Product Features on Qwen Chat
Qwen also develops products to allow users to interact with their models and agents [00:17:59].
- WebDev: Allows users to create websites or cards with simple prompts. For instance, inputting “create a Twitter website” generates the code and artifacts for deployment [00:18:13]. Users can deploy the sites and share URLs [00:18:37]. This feature enables quick creation of product introduction websites or visually appealing cards based on links [00:18:46]. This showcases advancements in AI generated assets and 3D modeling.
- Deep Research: Users can ask the model to write comprehensive reports on specific industries or topics [00:19:43]. The model plans, searches step-by-step, writes parts, and provides a downloadable PDF report [00:20:00]. The team is continuously improving its quality through reinforcement learning [00:20:32].
Future Developments and Roadmap
Qwen’s future efforts are geared towards achieving Artificial General Intelligence (AGI) and building robust foundation models and agents [00:21:01]. This represents a broader trend in AI technological advancements.
Core Areas of Focus
- Improved Training: Continued belief in significant room for improvement in training, including better data cleaning, integration of multimodal data, and exploration of new training methods beyond next-token prediction, possibly incorporating reinforcement learning in pre-training [00:21:17]. This relates to advancements in AI model technology and performance.
- Scaling Laws: Shifting focus on scaling compute in reinforcement learning for long-horizon reasoning with environmental feedback [00:22:12]. Models capable of interacting with the environment and continuously thinking will become smarter through inference time scaling [00:22:33].

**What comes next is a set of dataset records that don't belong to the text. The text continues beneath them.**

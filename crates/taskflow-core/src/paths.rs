use crate::error::{Result, TaskflowError};
use crate::id::{FeatureId, StoryId, TaskId};
use regex::Regex;
use std::path::{Path, PathBuf};
use std::sync::OnceLock;

// ---------------------------------------------------------------------------
// Layout constants
// ---------------------------------------------------------------------------

pub const TASKS_DIR: &str = "tasks";
pub const TASKFLOW_DIR: &str = ".taskflow";
pub const LOGS_DIR: &str = ".taskflow/logs";
pub const CONFIG_FILE: &str = ".taskflow/config.yaml";
pub const PROJECT_INDEX_FILE: &str = "tasks/project-index.json";

// ---------------------------------------------------------------------------
// Path helpers
// ---------------------------------------------------------------------------

pub fn tasks_dir(root: &Path) -> PathBuf {
    root.join(TASKS_DIR)
}

pub fn project_index_path(root: &Path) -> PathBuf {
    root.join(PROJECT_INDEX_FILE)
}

pub fn config_path(root: &Path) -> PathBuf {
    root.join(CONFIG_FILE)
}

pub fn logs_dir(root: &Path) -> PathBuf {
    root.join(LOGS_DIR)
}

/// Log file for one validation check: `.taskflow/logs/1-2-3-lint.log`.
/// The label is sanitized so arbitrary config labels stay valid file names.
pub fn check_log_path(root: &Path, id: TaskId, label: &str) -> PathBuf {
    let safe = label_re().replace_all(label, "-");
    logs_dir(root).join(format!("{}-{}.log", id.dashed(), safe))
}

/// Last validation outcome: `.taskflow/logs/1.2.3-validation-status.json`.
pub fn validation_status_path(root: &Path, id: TaskId) -> PathBuf {
    logs_dir(root).join(format!("{id}-validation-status.json"))
}

/// Feature directory from its index `path` segment: `tasks/F{segment}`.
pub fn feature_dir(root: &Path, path_segment: &str) -> PathBuf {
    tasks_dir(root).join(format!("F{path_segment}"))
}

/// Feature file inside its directory: `F{id}.json`.
pub fn feature_file(dir: &Path, id: FeatureId) -> PathBuf {
    dir.join(format!("F{id}.json"))
}

// ---------------------------------------------------------------------------
// Prefix resolution
//
// Directory and file names carry human-readable slugs after the ID, so every
// lookup first tries the recorded path and then falls back to a prefix scan.
// ---------------------------------------------------------------------------

/// Locate a feature's directory: the index `path` hint if it exists, else a
/// scan of `tasks/` for `F{id}` or `F{id}-*`.
pub fn resolve_feature_dir(root: &Path, id: FeatureId, path_hint: Option<&str>) -> Result<PathBuf> {
    if let Some(hint) = path_hint {
        let dir = feature_dir(root, hint);
        if dir.is_dir() {
            return Ok(dir);
        }
    }
    let tasks = tasks_dir(root);
    if !tasks.is_dir() {
        return Err(TaskflowError::NotFound {
            what: "tasks directory".to_string(),
            path: tasks,
        });
    }
    let exact = format!("F{id}");
    let prefixed = format!("F{id}-");
    scan_dir(&tasks, |name, is_dir| {
        is_dir && (name == exact || name.starts_with(&prefixed))
    })
    .ok_or_else(|| TaskflowError::NotFound {
        what: format!("feature {id} directory"),
        path: tasks,
    })
}

/// Locate a story's directory inside its feature: `S{id}-*`.
pub fn resolve_story_dir(feature_dir: &Path, id: StoryId) -> Result<PathBuf> {
    let exact = format!("S{id}");
    let prefixed = format!("S{id}-");
    scan_dir(feature_dir, |name, is_dir| {
        is_dir && (name == exact || name.starts_with(&prefixed))
    })
    .ok_or_else(|| TaskflowError::NotFound {
        what: format!("story {id} directory"),
        path: feature_dir.to_path_buf(),
    })
}

/// Locate a task's file inside its story directory: `T{id}-*.json` or exactly
/// `T{id}.json`. The separator is required so `T1.1.1` never matches
/// `T1.1.10-*.json`.
pub fn resolve_task_file(story_dir: &Path, id: TaskId) -> Result<PathBuf> {
    let exact = format!("T{id}.json");
    let prefixed = format!("T{id}-");
    let found = scan_dir(story_dir, |name, is_dir| {
        !is_dir && (name == exact || (name.starts_with(&prefixed) && name.ends_with(".json")))
    });
    found.ok_or_else(|| TaskflowError::NotFound {
        what: format!("task {id} file"),
        path: story_dir.to_path_buf(),
    })
}

/// First matching entry in `dir` by sorted name, for deterministic resolution
/// when more than one candidate exists.
fn scan_dir(dir: &Path, matches: impl Fn(&str, bool) -> bool) -> Option<PathBuf> {
    let entries = std::fs::read_dir(dir).ok()?;
    let mut names: Vec<String> = entries
        .filter_map(|e| e.ok())
        .filter_map(|e| {
            let is_dir = e.file_type().ok()?.is_dir();
            let name = e.file_name().into_string().ok()?;
            matches(&name, is_dir).then_some(name)
        })
        .collect();
    names.sort();
    names.first().map(|n| dir.join(n))
}

// ---------------------------------------------------------------------------
// Slugs
// ---------------------------------------------------------------------------

static LABEL_RE: OnceLock<Regex> = OnceLock::new();

fn label_re() -> &'static Regex {
    LABEL_RE.get_or_init(|| Regex::new(r"[^A-Za-z0-9._-]+").unwrap())
}

/// Lowercase slug from a title: `"User Login!"` → `"user-login"`.
pub fn slugify(title: &str) -> String {
    let words: Vec<&str> = title
        .split(|c: char| !c.is_ascii_alphanumeric())
        .filter(|s| !s.is_empty())
        .collect();
    if words.is_empty() {
        "untitled".to_string()
    } else {
        words.join("-").to_lowercase()
    }
}

// ---------------------------------------------------------------------------
// Tests
// ---------------------------------------------------------------------------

- Context Scaling: Aiming to scale context window to at least 1 million tokens this year for most models, with a long-term goal of 10 million and eventually infinite context [00:22:56].
- Modality Scaling: Increasing model capabilities and productivity by scaling modalities, particularly in vision-language understanding for creating GUI agents and enabling computer use [00:23:25]. The goal is to unify understanding and generation, similar to models that generate high-quality images from text [00:24:05].
Training Agents
The overall strategic shift is from training models to training agents [00:24:36]. This involves scaling not only with pre-training but also with reinforcement learning, especially in interaction with the environment, ushering in an “era of agents” [00:24:44]. These advancements in AI and future implications point towards more autonomous and interactive AI systems.